A fifth edition of the game was released in August 2023. It is planned to be supported by the online toolset World of Darkness Nexus, which includes rules and lore compendium, tools for creating and managing characters, matchmaking, and video chat functionality.

==Reception==
Mike Nystul reviewed Werewolf: The Apocalypse in White Wolf #33 (Sept./Oct., 1992), rating it a 4 out of 5 and stated that "I highly recommend Werewolf, especially to gamers who bought Vampire and never got around to playing it."

Rick Swan reviewed the game twice in the magazine pages of Dragon.
- In the April 1993 edition (Issue 192), Swan was not impressed by the editing: "Much of the book is haphazardly organized; the section on storytelling precedes the chapter on character creation, breed types are introduced in Chapter Two but not detailed until Chapter Six, and I had to search three chapters to round up all the pertinent material about Renown. Skills lack adequate descriptions; specialties are barely described at all.” However, he still gave the game a thumbs up, saying, "With its emphasis on storytelling over mechanics, Werewolf gets closer to the heart of what role-playing's supposedly all about than any new game I've seen in a long time."
- However, 18 months later, in the October 1994 edition (Issue 210), Swan had revised his opinion after a long play-test. He said "I couldn't keep track of the complicated mythology (What the heck is the Impergium?), my players weren't sure how their characters were supposed to behave (What is it you do with totems again?), and none of us were able to keep the tribes straight (Are the Shadow Lords trying to overthrow the Silver Fangs, or vice versa?). The Werewolf game was great, to be sure. But it made us feel stupid. So we gave up." Swan did give a thumbs up to the recently published Werewolf Player's Guide, which he called "a handy—make that indispensable—tome that clarifies the game's murkier concepts."

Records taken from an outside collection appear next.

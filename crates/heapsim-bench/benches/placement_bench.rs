//! Placement strategy benchmarks.

use criterion::{BenchmarkId, Criterion, criterion_group, criterion_main};
use heapsim_core::{Heap, HeapConfig, Strategy};
use heapsim_harness::storm::{StormConfig, StormKind, run_storm};

fn quiet_heap(capacity: usize, strategy: Strategy) -> Heap {
    Heap::with_config(&HeapConfig {
        capacity,
        strategy,
        record_lifecycle: false,
    })
    .unwrap()
}

/// Striped heap: free 16-byte holes between allocated 8-byte chunks.
fn striped_heap(strategy: Strategy, stripes: usize) -> Heap {
    let mut heap = quiet_heap(stripes * 64 + 1024, strategy);
    for _ in 0..stripes {
        heap.allocate(16).unwrap();
        heap.allocate(8).unwrap();
    }
    for _ in 0..stripes {
        heap.release(16).unwrap();
    }
    heap
}

fn bench_bump_cycle(c: &mut Criterion) {
    let sizes: &[i64] = &[8, 64, 256, 1024];
    let mut group = c.benchmark_group("bump_cycle");

    for &size in sizes {
        group.bench_with_input(BenchmarkId::new("first_fit", size), &size, |b, &sz| {
            let mut heap = quiet_heap(8192, Strategy::FirstFit);
            b.iter(|| {
                let ok = heap.allocate(sz).unwrap() && heap.release(sz).unwrap();
                criterion::black_box(ok);
            });
        });
    }
    group.finish();
}

fn bench_bin_reuse(c: &mut Criterion) {
    let mut group = c.benchmark_group("bin_reuse");

    for strategy in Strategy::ALL {
        group.bench_function(BenchmarkId::new(strategy.protocol_name(), 256), |b| {
            let mut heap = striped_heap(strategy, 256);
            b.iter(|| {
                heap.allocate(16).unwrap();
                heap.release(16).unwrap();
                criterion::black_box(heap.top_index());
            });
        });
    }
    group.finish();
}

fn bench_storms(c: &mut Criterion) {
    let mut group = c.benchmark_group("storm");
    group.sample_size(10);
    let config = StormConfig {
        seed: 0x5EED,
        steps: 500,
        capacity: 4096,
    };

    for kind in [StormKind::RandomChurn, StormKind::SizeClassThrash] {
        for strategy in Strategy::ALL {
            let id = BenchmarkId::new(kind.as_str(), strategy.protocol_name());
            group.bench_function(id, |b| {
                b.iter(|| criterion::black_box(run_storm(kind, strategy, &config).unwrap()));
            });
        }
    }
    group.finish();
}

criterion_group!(benches, bench_bump_cycle, bench_bin_reuse, bench_storms);
criterion_main!(benches);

Dustin Wright reviewed 2nd Edition for Pyramid #10 (November 1994) and stated that "Overall, Werewolf: The Apocalypse 2nd Edition is much better than the first book. Bill Bridges and the pack are to be congratulated for putting out an outstanding product; I heartily recommend it to those out there already playing the first edition. For those of you who have not tried playing Werewolf yet, I suggest picking this game up and giving it a try. Go rage!"

===Awards===
- In 1995, Werewolf: The Apocalypse was nominated for Casus Bellis award for the best role-playing game of 1994, and ended up in second place after Chimères.
- In a 1996 reader's poll conducted by Arcane magazine to determine the 50 most popular roleplaying games of all time, Werewolf: The Apocalypse was ranked 33rd. Editor Paul Pettengale commented: "Being the second game in the Storyteller series - which includes Vampire, Mage, Wraith and Changeling - Werewolf shares the same system and setting, the World of Darkness. It contains lots of background for the Garou, and their struggle to fight the forces of the Wyrm. It can be fast, vicious, or tragic and thought-provoking."

==Reviews==
- Backstab #26
- Backstab #34 (as "Loup-garou: l'Apocalypse") (3e edition)
- Casus Belli #72 (Nov 1992)
- Coleção Dragão Brasil
- Dosdediez (Número 8 - Jul 1996)
- Pyramid - Revised Edition
- Rollespilsmagasinet Fønix (Danish) (Issue 3 - July/August 1994)
- Świat Gier Komputerowych #53
- Valkyrie #1 (Sept., 1994)

==Tie-ins/adaptations/pop culture==

- In 1995, White Wolf Publishing released Rage, a collectible card game based on the Werewolf property.
- In October of 1996, Slipknot released a demo album entitled Mate.Feed.Kill.Repeat. Many of the lyrics and the album's title are inspired by the role-playing game.
- A PC adventure game named Werewolf: The Apocalypse – Heart of Gaia were developed by DreamForge Intertainment and ASC Games but the companies went bankrupt before it finished.
- A PlayStation/Sega Saturn game by Capcom titled Werewolf: The Apocalypse was announced but cancelled in early 1997.
- Werewolf: The Apocalypse – Heart of the Forest, a visual novel role-playing video game developed by Different Tales, was released on October 13, 2020.
- Werewolf: The Apocalypse – Earthblood, an action role-playing video game, was developed by Cyanide and released on February 4, 2021, for Microsoft Windows, PlayStation 4, PlayStation 5, Xbox One and Xbox Series X.